Welcome to 2025, where asking your CFO to turn sideways or stick out their tongue during a video call isn’t weird — it’s just good risk mitigation. Perry Carpenter of KnowBe4 explores the increasingly absurd cat-and-mouse game between deepfake creators and defenders, offering practical (if occasionally awkward) verification techniques to prevent your organization from joining the ranks of companies that have been scammed out of millions.
Deepfake technology is advancing rapidly. Whether it’s a viral video of a celeb, a CEO’s urgent message or a pundit’s bizarrely controversial statement, the possibility that some piece of media could be a deepfake is no longer science fiction — it’s something very real. Deepfakes are increasingly being weaponized for misinformation, online scams, identity fraud and cyber attacks. By 2027, deepfake-related losses are expected to reach $40 billion, up from $12 billion in 2023.
Defining deepfakes
A deepfake is a type of synthetic media — AI-generated imagery, video or audio — but deepfakes come in a variety of forms:
- Face swapping: Replacing one person’s face with another in a video or image
- Lip-syncing: Changing someone’s mouth movements to match a different audio track
- Voice cloning: Replicating someone else’s voice by capturing their tone, accent, sound or mannerisms
- Full-body: Creating an entirely new video of someone performing an action they never did
- Live: A real-time, not pre-fabricated, digitized version of a real person on a video call, broadcast or online stream.
Identify visual oddities
One of the most effective ways to identify deepfake videos is to closely examine visual cues in the media, as this can reveal tell-tale signs that something is off.

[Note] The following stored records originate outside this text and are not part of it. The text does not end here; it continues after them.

//! Mapping between the local referral aggregate and CRM case fields.
//!
//! The CRM rejects `null` for several text fields, so absent optional values
//! are sent as empty strings.

use chrono::{DateTime, SecondsFormat, Utc};
use serde_json::{Map, Value};

use crate::referral::{
    ConsentMethod, CounselorContact, ParentContact, Priority, Referral, ReferralStatus,
    StudentDetails,
};

pub const FIELD_REFERRAL_NUMBER: &str = "Referral_Number__c";
pub const FIELD_STATUS: &str = "Status__c";
pub const FIELD_CONSENT_METHOD: &str = "Consent_Method__c";
pub const FIELD_COUNSELOR_NAME: &str = "Counselor_Name__c";
pub const FIELD_COUNSELOR_EMAIL: &str = "Counselor_Email__c";
pub const FIELD_COUNSELOR_MOBILE: &str = "Counselor_Mobile__c";
pub const FIELD_SCHOOL_NAME: &str = "School_Name__c";
pub const FIELD_PARENT_EMAIL: &str = "Parent_Email__c";
pub const FIELD_PARENT_PHONE: &str = "Parent_Phone__c";
pub const FIELD_DESTINATION: &str = "Destination__c";
pub const FIELD_CONSENT_SIGNED: &str = "Consent_Signed__c";
pub const FIELD_CONSENT_DATE: &str = "Consent_Date__c";
pub const FIELD_PARENT_NAMES: &str = "Parent_Names__c";
pub const FIELD_STUDENT_FIRST_NAME: &str = "Student_First_Name__c";
pub const FIELD_STUDENT_LAST_NAME: &str = "Student_Last_Name__c";
pub const FIELD_DATE_OF_BIRTH: &str = "Date_Of_Birth__c";
pub const FIELD_GRADE: &str = "Grade__c";
pub const FIELD_RISK_LEVEL: &str = "Risk_Level__c";
pub const FIELD_PRIORITY: &str = "Priority__c";
pub const FIELD_NOTES: &str = "Notes__c";
pub const FIELD_CONSENT_PROOF_MISSING: &str = "Consent_Proof_Missing__c";

/// Payload of `create_case`.
#[derive(Debug, Clone, PartialEq, Eq)]
pub struct NewCase {
    pub referral_number: String,
    pub status: ReferralStatus,
    pub consent_method: ConsentMethod,
    pub counselor: CounselorContact,
    pub parent: ParentContact,
    pub destination: Option<String>,
}

impl From<&Referral> for NewCase {
    fn from(referral: &Referral) -> Self {
        Self {
            referral_number: referral.referral_number.clone(),
            status: referral.status,
            consent_method: referral.consent_method,
            counselor: referral.counselor.clone(),
            parent: referral.parent.clone(),
            destination: referral.destination.clone(),
        }
    }
}

impl NewCase {
    pub fn to_fields(&self) -> Map<String, Value> {
        let mut fields = Map::new();
        put_text(&mut fields, FIELD_REFERRAL_NUMBER, &self.referral_number);
        put_text(&mut fields, FIELD_STATUS, self.status.as_str());
        put_text(&mut fields, FIELD_CONSENT_METHOD, self.consent_method.as_str());
        put_text(&mut fields, FIELD_COUNSELOR_NAME, &self.counselor.name);
        put_text(&mut fields, FIELD_COUNSELOR_EMAIL, &self.counselor.email);
        put_text(&mut fields, FIELD_COUNSELOR_MOBILE, &self.counselor.mobile);
        put_text(&mut fields, FIELD_SCHOOL_NAME, &self.counselor.school_name);
        put_optional(&mut fields, FIELD_PARENT_EMAIL, self.parent.email.as_deref());
        put_optional(&mut fields, FIELD_PARENT_PHONE, self.parent.phone.as_deref());
        put_optional(&mut fields, FIELD_DESTINATION, self.destination.as_deref());
        fields
    }
}

/// Payload of `update_consent`.
#[derive(Debug, Clone, PartialEq, Eq)]
pub struct ConsentUpdate {
    pub status: ReferralStatus,
    pub parent_names: Vec<String>,
    pub consented_at: DateTime<Utc>,
}

impl ConsentUpdate {
    pub fn to_fields(&self) -> Map<String, Value> {
        let mut fields = Map::new();
        put_text(&mut fields, FIELD_STATUS, self.status.as_str());
        fields.insert(FIELD_CONSENT_SIGNED.to_string(), Value::Bool(true));
        put_text(
            &mut fields,
            FIELD_CONSENT_DATE,
            &self.consented_at.to_rfc3339_opts(SecondsFormat::Secs, true),
        );
        put_text(&mut fields, FIELD_PARENT_NAMES, &self.parent_names.join("; "));
        fields
    }
}

/// Payload of `update_student_data`.
#[derive(Debug, Clone, PartialEq, Eq)]
pub struct StudentDataUpdate {
    pub status: ReferralStatus,
    pub student: StudentDetails,
    pub priority: Priority,
    pub consent_proof_missing: bool,
}

impl StudentDataUpdate {
    pub fn to_fields(&self) -> Map<String, Value> {
        let mut fields = Map::new();
        put_text(&mut fields, FIELD_STATUS, self.status.as_str());
        put_text(&mut fields, FIELD_STUDENT_FIRST_NAME, &self.student.first_name);
        put_text(&mut fields, FIELD_STUDENT_LAST_NAME, &self.student.last_name);
        put_optional(
            &mut fields,
            FIELD_DATE_OF_BIRTH,
            self.student.date_of_birth.as_deref(),
        );
        put_optional(&mut fields, FIELD_GRADE, self.student.grade.as_deref());
        fields.insert(
            FIELD_RISK_LEVEL.to_string(),
            Value::from(self.student.risk_level),
        );
        put_text(&mut fields, FIELD_PRIORITY, self.priority.as_str());
        put_optional(&mut fields, FIELD_NOTES, self.student.notes.as_deref());
        fields.insert(
            FIELD_CONSENT_PROOF_MISSING.to_string(),
            Value::Bool(self.consent_proof_missing),
        );
        fields
    }
}

fn put_text(fields: &mut Map<String, Value>, name: &str, value: &str) {
    fields.insert(name.to_string(), Value::String(value.to_string()));
}

fn put_optional(fields: &mut Map<String, Value>, name: &str, value: Option<&str>) {
    put_text(fields, name, value.unwrap_or_default());
}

Commonly identifiable visual oddities include:
- Unnatural face movements, such as irregularities in eye and eyebrow movements, blinking, lip sync issues, facial expression, missing body parts like tongues.

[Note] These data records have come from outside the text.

//! Best-effort notification fan-out.

use std::sync::Arc;

use super::error::{NotificationError, ProviderErrorCode};
use super::message::{NotificationEvent, Recipient};
use super::provider::{
    EmailMessage, EmailProvider, HttpEmailProvider, HttpSmsProvider, LogOnlyProvider,
    SmsMessage, SmsProvider,
};
use crate::config::NotificationConfig;
use crate::{log_notify_debug, log_notify_info, log_notify_warn};

#[derive(Debug, Clone, Copy, PartialEq, Eq, Hash)]
pub enum Channel {
    Email,
    Sms,
}

/// A message the provider accepted.
#[derive(Debug, Clone, PartialEq, Eq)]
pub struct Delivery {
    pub channel: Channel,
    pub recipient: String,
    pub receipt_id: String,
    /// Sent through the secondary email transport.
    pub via_fallback: bool,
}

/// A message that could not be delivered.
#[derive(Debug, Clone, PartialEq, Eq)]
pub struct NotificationFailed {
    pub channel: Channel,
    pub recipient: String,
    pub error: NotificationError,
}

/// Outcome of one `dispatch` call.
#[derive(Debug, Clone, PartialEq, Eq)]
pub struct DispatchReport {
    pub event: &'static str,
    pub delivered: Vec<Delivery>,
    pub failures: Vec<NotificationFailed>,
}

impl DispatchReport {
    fn new(event: &'static str) -> Self {
        Self {
            event,
            delivered: Vec::new(),
            failures: Vec::new(),
        }
    }

    /// True when nothing failed.
    pub fn is_clean(&self) -> bool {
        self.failures.is_empty()
    }
}

/// Sends event notifications over email and SMS.
///
/// Every recipient/channel pair is attempted independently. Failures are
/// logged and recorded in the returned report; `dispatch` itself never fails.
pub struct NotificationDispatcher {
    email: Option<Arc<dyn EmailProvider>>,
    email_fallback: Option<Arc<dyn EmailProvider>>,
    sms: Option<Arc<dyn SmsProvider>>,
    fallback_on_unverified_sender: bool,
}

impl NotificationDispatcher {
    pub fn new(
        email: Option<Arc<dyn EmailProvider>>,
        sms: Option<Arc<dyn SmsProvider>>,
    ) -> Self {
        Self {
            email,
            email_fallback: None,
            sms,
            fallback_on_unverified_sender: true,
        }
    }

    /// Secondary email transport, used once when the primary reports
    /// [`ProviderErrorCode::SenderNotVerified`].
    pub fn with_email_fallback(mut self, fallback: Arc<dyn EmailProvider>) -> Self {
        self.email_fallback = Some(fallback);
        self
    }

    pub fn fallback_on_unverified_sender(mut self, enabled: bool) -> Self {
        self.fallback_on_unverified_sender = enabled;
        self
    }

    /// Log-only email and SMS.
    pub fn log_only() -> Self {
        Self::new(Some(Arc::new(LogOnlyProvider)), Some(Arc::new(LogOnlyProvider)))
    }

    /// Builds HTTP providers for every configured endpoint. When
    /// notifications are disabled everything goes to the log instead.
    pub fn from_config(config: &NotificationConfig) -> Result<Self, NotificationError> {
        if !config.enabled {
            return Ok(Self::log_only());
        }

        let email = match &config.email {
            Some(endpoint) => {
                Some(Arc::new(HttpEmailProvider::new(endpoint.clone())?) as Arc<dyn EmailProvider>)
            }
            None => None,
        };
        let sms = match &config.sms {
            Some(endpoint) => {
                Some(Arc::new(HttpSmsProvider::new(endpoint.clone())?) as Arc<dyn SmsProvider>)
            }
            None => None,
        };

        let mut dispatcher = Self::new(email, sms)
            .fallback_on_unverified_sender(config.fallback_on_unverified_sender);
        if let Some(endpoint) = &config.email_fallback {
            dispatcher = dispatcher.with_email_fallback(Arc::new(HttpEmailProvider::new(
                endpoint.clone(),
            )?));
        }
        Ok(dispatcher)
    }

    pub async fn dispatch(
        &self,
        event: &NotificationEvent,
        recipients: &[Recipient],
    ) -> DispatchReport {
        let mut report = DispatchReport::new(event.name());

        for recipient in recipients {
            if let Some(address) = &recipient.email {
                self.send_email(event, recipient, address, &mut report).await;
            }
            if let Some(number) = &recipient.phone {
                self.send_sms(event, recipient, number, &mut report).await;
            }
        }

        if report.is_clean() {
            log_notify_debug!(
                "{} for {}: {} message(s) delivered",
                report.event,
                event.referral_number,
                report.delivered.len()
            );
        } else {
            log_notify_warn!(
                "{} for {}: {} delivered, {} failed",
                report.event,
                event.referral_number,
                report.delivered.len(),
                report.failures.len()
            );
        }
        report
    }

    async fn send_email(
        &self,
        event: &NotificationEvent,
        recipient: &Recipient,
        address: &str,
        report: &mut DispatchReport,
    ) {
        let who = recipient.describe();
        let Some(primary) = &self.email else {
            record_failure(
                report,
                Channel::Email,
                who,
                NotificationError::ChannelUnavailable("email"),
            );
            return;
        };

        let message = EmailMessage {
            to: address.to_string(),
            subject: event.subject(),
            body: event.body(),
        };

        let error = match primary.send(&message).await {
            Ok(receipt) => {
                report.delivered.push(Delivery {
                    channel: Channel::Email,
                    recipient: who,
                    receipt_id: receipt.id,
                    via_fallback: false,
                });
                return;
            }
            Err(error) => error,
        };

        let fallback = self
            .email_fallback
            .as_ref()
            .filter(|_| self.fallback_on_unverified_sender)
            .filter(|_| error.code == ProviderErrorCode::SenderNotVerified);

        match fallback {
            Some(secondary) => {
                log_notify_info!(
                    "Primary email provider {} rejected the sender for {}; retrying via {}",
                    primary.name(),
                    event.referral_number,
                    secondary.name()
                );
                match secondary.send(&message).await {
                    Ok(receipt) => report.delivered.push(Delivery {
                        channel: Channel::Email,
                        recipient: who,
                        receipt_id: receipt.id,
                        via_fallback: true,
                    }),
                    Err(error) => {
                        record_failure(report, Channel::Email, who, NotificationError::Email(error))
                    }
                }
            }
            None => record_failure(report, Channel::Email, who, NotificationError::Email(error)),
        }
    }

    async fn send_sms(
        &self,
        event: &NotificationEvent,
        recipient: &Recipient,
        number: &str,
        report: &mut DispatchReport,
    ) {
        let who = recipient.describe();
        let Some(provider) = &self.sms else {
            record_failure(
                report,
                Channel::Sms,
                who,
                NotificationError::ChannelUnavailable("SMS"),
            );
            return;
        };

        let message = SmsMessage {
            to: number.to_string(),
            body: event.sms_text(),
        };
        match provider.send(&message).await {
            Ok(receipt) => report.delivered.push(Delivery {
                channel: Channel::Sms,
                recipient: who,
                receipt_id: receipt.id,
                via_fallback: false,
            }),
            Err(error) => record_failure(report, Channel::Sms, who, NotificationError::Sms(error)),
        }
    }
}

fn record_failure(
    report: &mut DispatchReport,
    channel: Channel,
    recipient: String,
    error: NotificationError,
) {
    log_notify_warn!("Notification to {} failed: {}", recipient, error);
    report.failures.push(NotificationFailed {
        channel,
        recipient,
        error,
    });
}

- Inconsistent backgrounds where objects appear or disappear or where other sudden changes happen in the background.
- Blurring, including unexplainable imperfections and pixelations around the edges of a face and body.
- Side adhesion, which is when videos lose facial integrity because the subject turns their head to the side.
- Masking problems, such as when an object like a hand or another object hovers over or occludes a face, with the underlying image may reveal a mask.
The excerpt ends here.